Andrew Macdougall: Okay, that's it. Just put the wilting lettuce in charge
If only Truss could have seen it coming. If only we had all seen it coming. Only we did. In fact, everyone not named Truss saw it coming.
By: Andrew Macdougall
How bad are things in Britain?
Well, a tabloid newspaper is right now streaming footage of a head of unrefrigerated iceberg lettuce on its YouTube channel to see if it will last longer than Liz Truss can as prime minister. And the smart money is on the lettuce.
Given Truss is effectively captain of the Titanic these days, the iceberg gambit is entirely apropos. In just 40-odd days, Truss has buried the Queen, buried the pound, and is now in the process of burying the Conservative Party. Few have accomplished so much in so little time.
Unfortunately for the country (and conservatism), Truss’ “accomplishments” are turning Britain into the butt of the joke in nearly every country on earth. The Greeks are now paying less for their government-issued debt. The Italians, now led in a coalition by an untested right-wing flamethrower, are bemoaning our lack of political stability. And the worst part is, they have a point. The prime minister no longer runs the country. Truss is PM in name only; in office but not in power. The real rulers of the United Kingdom are the global bond market and one Jeremy Hunt, the new chancellor of the Exchequer installed by Truss to restore confidence in the markets.
Unfortunately for Truss, Hunt is now tearing up the last vestiges of Truss’ days-old plan for growth to restore that confidence, i.e. the unfunded £45 billion tax giveaway delivered into an already inflationary economy beset by labour shortages. Indeed, there is virtually nothing left of the “Trussonomics” that so enthralled the Conservative Party membership during this summer’s leadership election, and pretty soon there will be no Truss either. All of the parlour talk in Westminster is now about who will replace her, and how soon.
Will it be Hunt? Will it be Rishi Sunak, the former chancellor defeated by Truss this summer, the man who told Conservative members the hard truth that Truss’ plan would lead to exactly this fate? Or will it be Boris Johnson, whose ouster in July set about the current disaster class?

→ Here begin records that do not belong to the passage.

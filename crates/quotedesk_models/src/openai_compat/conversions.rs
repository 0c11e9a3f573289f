//! Type conversions between Quotedesk and OpenAI formats.

use crate::openai_compat::{
    ChatContent, ChatMessage, ChatRequest, ChatResponse, ContentPart, ImageUrl, OpenAICompatError,
};
use base64::Engine;
use base64::engine::general_purpose::STANDARD;
use quotedesk_core::{GenerateRequest, GenerateResponse, Input, MediaSource, Output, Role};

const DEFAULT_IMAGE_MIME: &str = "image/png";

/// Converts a Quotedesk GenerateRequest to OpenAI chat format.
///
/// A message holding a single text block is sent as a plain string; any
/// other message (several blocks, or an image) is sent as content parts.
/// Only user messages may carry images.
pub fn to_chat_request(
    req: &GenerateRequest,
    model: &str,
    max_tokens: Option<u32>,
    temperature: Option<f32>,
) -> Result<ChatRequest, OpenAICompatError> {
    let mut messages = Vec::with_capacity(req.messages().len());

    for msg in req.messages() {
        let role = match msg.role() {
            Role::User => "user",
            Role::Assistant => "assistant",
            Role::System => "system",
        };

        let content = match msg.content().as_slice() {
            [Input::Text(text)] => ChatContent::Text(text.clone()),
            inputs => {
                if *msg.role() != Role::User && inputs.iter().any(Input::is_image) {
                    return Err(OpenAICompatError::InvalidRequest(format!(
                        "Images are only accepted in user messages, found one in a {} message",
                        role
                    )));
                }
                ChatContent::Parts(inputs.iter().map(to_content_part).collect())
            }
        };

        messages.push(ChatMessage {
            role: role.to_string(),
            content,
        });
    }

    let mut builder = ChatRequest::builder();
    builder
        .model(req.model().clone().unwrap_or_else(|| model.to_string()))
        .messages(messages)
        .max_tokens(req.max_tokens().or(max_tokens))
        .temperature(req.temperature().or(temperature));

    builder
        .build()
        .map_err(|e| OpenAICompatError::Builder(format!("Failed to build request: {}", e)))
}

fn to_content_part(input: &Input) -> ContentPart {
    match input {
        Input::Text(text) => ContentPart::Text { text: text.clone() },
        Input::Image { mime, source } => {
            let mime = mime.as_deref().unwrap_or(DEFAULT_IMAGE_MIME);
            let url = match source {
                MediaSource::Url(url) => url.clone(),
                MediaSource::Base64(data) => format!("data:{};base64,{}", mime, data),
                MediaSource::Binary(bytes) => {
                    format!("data:{};base64,{}", mime, STANDARD.encode(bytes))
                }
            };
            ContentPart::ImageUrl {
                image_url: ImageUrl { url },
            }
        }
    }
}

/// Converts an OpenAI chat response to a Quotedesk GenerateResponse.
pub fn from_chat_response(response: &ChatResponse) -> Result<GenerateResponse, OpenAICompatError> {
    let choice = response
        .choices
        .first()
        .ok_or_else(|| OpenAICompatError::ResponseParsing("No choices in response".to_string()))?;

    let content = choice.message.content.clone().ok_or_else(|| {
        OpenAICompatError::ResponseParsing(format!(
            "Choice has no text content (finish_reason: {})",
            choice.finish_reason.as_deref().unwrap_or("unknown")
        ))
    })?;

    Ok(GenerateResponse::new(vec![Output::Text(content)]))
}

Or how about none of the above? Many are arguing that Britain needs an election, not another Tory coronation. And they’re right, the people should get to decide. Because the last time the Tories asked for (and received) a mandate, COVID-19 wasn’t a thing, the shape of the eventual Brexit was the political issue of the day, and Boris Johnson was a viable political force. The country will not tolerate another Tory leader’s head on what is clearly a rotting political corpse.
This presumes the Tories could even agree to a new leader. The truth is they can’t; they’re riven with factions. Nobody knows what conservatism is in today’s Conservative Party. Is it the libertarian dream peddled by Truss? Is it the more redistributionist cakeism of Johnson? Or is it the socially-liberal but fiscally-conservative “One Nation” Toryism once peddled by David Cameron, and now represented by Hunt? Damned if the Conservatives know.
What we do know, is that the markets didn’t like any of what they were hearing from the Trussian version of the Conservatives. They do, however, appear to be responding to the Huntian revisions, even if they have yet to see the full plan, which will involve further spending cuts and tax hikes, to be specified at a later date. And while it’s great the markets are happier, it’s not so great for the millions of Britons who will now be losing more of their income heading into the teeth of a cost-of-living crisis. Thanks for nothing, Liz.
If only Truss could have seen it coming. If only we had all seen it coming. Only we did. In fact, everyone not named Truss saw it coming, most of all Sunak, whose team told the world he saw it coming in the last weeks of their leadership tussle. “The reality is that Truss cannot deliver (an energy) support package as well as come good on £50bn worth of unfunded, permanent tax cuts in one go," Mr. Sunak's spokesperson said at the time. "To do so would mean increasing borrowing to historic and dangerous levels, putting the public finances in serious jeopardy and plunging the economy into an inflation spiral.” Nostra, meet fucking damus.
Sadly for Britain, the Trussterfuck is but the latest in a series of incidents in which the country has (predictably) crashed hard into the face of reality. First, the practitioners of Brexit promised a brighter economic future despite hacking off nearly five per cent of the country’s GDP by uncoupling from the European Union’s single market. Then Boris Johnson “solved” the intractable problem of exiting the European Union by effectively leaving Northern Ireland in it. Johnson then kept Britain open too late as COVID-19 took hold. And now Truss has run around with a libertarian match in a country full of inflationary gas. And guess what? It blows.
At this point, we should just put the head of lettuce in charge. It couldn’t be much worse. Anything would be better than the current regime, who is running the country, and its future, into the ground.
Andrew MacDougall is a director at Trafalgar Strategy and former head of communications to Prime Minister Stephen Harper.